8 en permanence pendant l’entretien. En particulier, il convient de ne pas faire pression sur l’enfant pour qu’il réponde à certaines questions.

Il s’agit notamment de laisser à l’enfant tout loisir pour décrire sa propre famille. L’idée n’est donc pas de confronter l’enfant à des catégories juridiques qu’il ne connaît pas (par exemple « la partenaire enregistrée de ta mère » au lieu de « ta mummy »), mais plutôt de chercher à savoir quelles personnes l’enfant inclut lui-même dans sa famille et comment il les appelle.

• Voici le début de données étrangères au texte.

use chrono::{DateTime, SecondsFormat, Utc};
use serde::{Deserialize, Serialize};
use serde_json::{Map, Value};

pub const DEFAULT_CURRENCY: &str = "USD";

/// Returns the current instant as ISO-8601 with an explicit `+00:00` offset.
pub fn utc_timestamp() -> String {
    utc_timestamp_at(Utc::now())
}

pub fn utc_timestamp_at(instant: DateTime<Utc>) -> String {
    instant.to_rfc3339_opts(SecondsFormat::Micros, false)
}

// ============ Request Models ============

/// Financial profile submitted by a client.
#[derive(Debug, Clone, PartialEq, Serialize, Deserialize)]
pub struct ClientProfile {
    pub age: i32,
    pub annual_income: f64,
    pub dependents: i32,
    pub location: String,
    pub total_debt: f64,
    pub available_savings: f64,
    pub existing_life_insurance: f64,
    pub income_replacement_years: i32,
    /// ISO 4217 code, defaults to USD.
    #[serde(default = "default_currency")]
    pub currency: String,
}

fn default_currency() -> String {
    DEFAULT_CURRENCY.to_string()
}

impl ClientProfile {
    /// Currency to report in: the profile's own code, or USD when blank.
    pub fn currency_or_default(&self) -> &str {
        let code = self.currency.trim();
        if code.is_empty() {
            DEFAULT_CURRENCY
        } else {
            code
        }
    }
}

/// The profile as embedded in the prompt, stamped with the request time.
#[derive(Debug, Clone, Serialize)]
pub struct ProfileSnapshot<'a> {
    #[serde(flatten)]
    pub profile: &'a ClientProfile,
    pub request_timestamp: String,
}

impl<'a> ProfileSnapshot<'a> {
    pub fn new(profile: &'a ClientProfile) -> Self {
        Self::at(profile, Utc::now())
    }

    pub fn at(profile: &'a ClientProfile, instant: DateTime<Utc>) -> Self {
        Self {
            profile,
            request_timestamp: utc_timestamp_at(instant),
        }
    }
}

// ============ Response Models ============

/// Normalized coverage recommendation.
///
/// Values are kept exactly as the model returned them; the typed accessors
/// below coerce leniently for display.
#[derive(Debug, Clone, PartialEq, Serialize, Deserialize)]
pub struct CoverageResult {
    pub coverage_amount: Value,
    pub coverage_currency: Value,
    pub breakdown: Value,
    pub assumptions: Value,
    pub recommendations: Value,
    pub research_notes: Value,
    pub timestamp: Value,
    /// Any additional keys the model returned.
    #[serde(flatten)]
    pub extra: Map<String, Value>,
}

impl CoverageResult {
    /// Builds a result from an object that already carries every required key.
    ///
    /// Keys that are somehow still missing become `null`.
    pub(crate) fn from_complete(mut map: Map<String, Value>) -> Self {
        Self {
            coverage_amount: take(&mut map, "coverage_amount"),
            coverage_currency: take(&mut map, "coverage_currency"),
            breakdown: take(&mut map, "breakdown"),
            assumptions: take(&mut map, "assumptions"),
            recommendations: take(&mut map, "recommendations"),
            research_notes: take(&mut map, "research_notes"),
            timestamp: take(&mut map, "timestamp"),
            extra: map,
        }
    }

    /// Flattens the result back into a single JSON object.
    pub fn into_map(self) -> Map<String, Value> {
        let mut map = self.extra;
        map.insert("coverage_amount".into(), self.coverage_amount);
        map.insert("coverage_currency".into(), self.coverage_currency);
        map.insert("breakdown".into(), self.breakdown);
        map.insert("assumptions".into(), self.assumptions);
        map.insert("recommendations".into(), self.recommendations);
        map.insert("research_notes".into(), self.research_notes);
        map.insert("timestamp".into(), self.timestamp);
        map
    }

    pub fn coverage_amount_f64(&self) -> f64 {
        crate::coverage::safe_number(&self.coverage_amount)
    }

    pub fn currency_code(&self) -> Option<&str> {
        self.coverage_currency
            .as_str()
            .map(str::trim)
            .filter(|c| !c.is_empty())
    }

    pub fn breakdown_field(&self, key: &str) -> Option<&Value> {
        self.breakdown.get(key)
    }

    pub fn assumption(&self, key: &str) -> Option<&Value> {
        self.assumptions.get(key)
    }

    pub fn research_notes_text(&self) -> Option<&str> {
        self.research_notes.as_str().filter(|s| !s.is_empty())
    }

    pub fn timestamp_text(&self) -> Option<&str> {
        self.timestamp.as_str().filter(|s| !s.is_empty())
    }

    /// Product suggestions, skipping entries that are not JSON objects.
    pub fn recommendations(&self) -> Vec<Recommendation> {
        self.recommendations
            .as_array()
            .map(|items| items.iter().filter_map(Recommendation::from_value).collect())
            .unwrap_or_default()
    }
}

fn take(map: &mut Map<String, Value>, key: &str) -> Value {
    map.remove(key).unwrap_or(Value::Null)
}

/// A term-life product suggested by the model.
#[derive(Debug, Clone, Default, PartialEq, Serialize, Deserialize)]
pub struct Recommendation {
    pub name: Option<String>,
    pub summary: Option<String>,
    pub link: Option<String>,
    pub source: Option<String>,
}

impl Recommendation {
    fn from_value(value: &Value) -> Option<Self> {
        let item = value.as_object()?;
        let text = |key: &str| {
            item.get(key)
                .and_then(Value::as_str)
                .map(str::trim)
                .filter(|s| !s.is_empty())
                .map(str::to_owned)
        };
        Some(Self {
            name: text("name"),
            summary: text("summary"),
            link: text("link"),
            source: text("source"),
        })
    }
}

#[derive(Debug, Clone, Serialize, Deserialize)]
pub struct HealthResponse {
    pub status: String,
    pub timestamp: String,
}

#[cfg(test)]
mod tests {
    use super::*;
    use chrono::TimeZone;
    use serde_json::json;

    fn profile_json() -> Value {
        json!({
            "age": 35,
            "annual_income": 85000.0,
            "dependents": 2,
            "location": "United States",
            "total_debt": 200000.0,
            "available_savings": 50000.0,
            "existing_life_insurance": 100000.0,
            "income_replacement_years": 10
        })
    }

    #[test]
    fn profile_currency_defaults_to_usd() {
        let profile: ClientProfile = serde_json::from_value(profile_json()).unwrap();
        assert_eq!(profile.currency, "USD");
    }

    #[test]
    fn profile_rejects_wrong_types() {
        let mut body = profile_json();
        body["age"] = json!("thirty five");
        assert!(serde_json::from_value::<ClientProfile>(body).is_err());

        let mut body = profile_json();
        body.as_object_mut().unwrap().remove("annual_income");
        assert!(serde_json::from_value::<ClientProfile>(body).is_err());
    }

    #[test]
    fn snapshot_flattens_profile_and_adds_timestamp() {
        let profile: ClientProfile = serde_json::from_value(profile_json()).unwrap();
        let at = Utc.with_ymd_and_hms(2025, 3, 1, 12, 0, 0).unwrap();
        let value = serde_json::to_value(ProfileSnapshot::at(&profile, at)).unwrap();

        assert_eq!(value["age"], 35);
        assert_eq!(value["currency"], "USD");
        assert_eq!(value["request_timestamp"], "2025-03-01T12:00:00.000000+00:00");
    }

    #[test]
    fn result_map_round_trip_keeps_extra_keys() {
        let mut map = Map::new();
        map.insert("coverage_amount".into(), json!(1000));
        map.insert("model_version".into(), json!("x"));
        let result = CoverageResult::from_complete(map);

        assert_eq!(result.extra.get("model_version"), Some(&json!("x")));
        assert_eq!(result.breakdown, Value::Null);

        let back = result.into_map();
        assert_eq!(back.get("coverage_amount"), Some(&json!(1000)));
        assert_eq!(back.get("model_version"), Some(&json!("x")));
    }

    #[test]
    fn recommendations_are_read_leniently() {
        let mut map = Map::new();
        map.insert(
            "recommendations".into(),
            json!([
                {"name": "Term 20", "summary": "Level premium", "link": "https://x.test"},
                "not an object",
                {"name": "  ", "source": "insurer site"}
            ]),
        );
        let result = CoverageResult::from_complete(map);
        let recs = result.recommendations();

        assert_eq!(recs.len(), 2);
        assert_eq!(recs[0].name.as_deref(), Some("Term 20"));
        assert_eq!(recs[0].source, None);
        assert_eq!(recs[1].name, None);
        assert_eq!(recs[1].source.as_deref(), Some("insurer site"));
    }
}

De la même façon, la démarche d’adoption devrait être expliquée à l’enfant d’une façon adaptée à son âge. La personne qui auditionne l’enfant peut lui demander s’il sait pourquoi il y a une audition et s’il a des questions à poser à l’autorité. En aucun cas, l’audition n’a pour but de déconcerter l’enfant en l’informant de façon exhaustive sur le manque de protection juridique des familles arc-en-ciel sous l’ancien droit. L’information fournie doit au contraire mettre en avant l’objectif de l’adoption, qui est de reconnaître le lien de l’enfant avec ses parents de même sexe.

Enfin, il faut définir avec l’enfant quelles déclarations seront consignées dans le procès-verbal, dont les parents auront connaissance.

5. Procès-verbal d’audition

L’audition fait l’objet d’un procès-verbal (art. 268abis al. 2 CC). Le parent juridique, ou les parents juridiques, et le parent social doivent être informés par l’autorité du résultat de l’audition, oralement ou par écrit.

6. Droit de recours de l’enfant

L’enfant capable de discernement peut recourir contre le refus de l’entendre (art. 268abis al. 3 CC).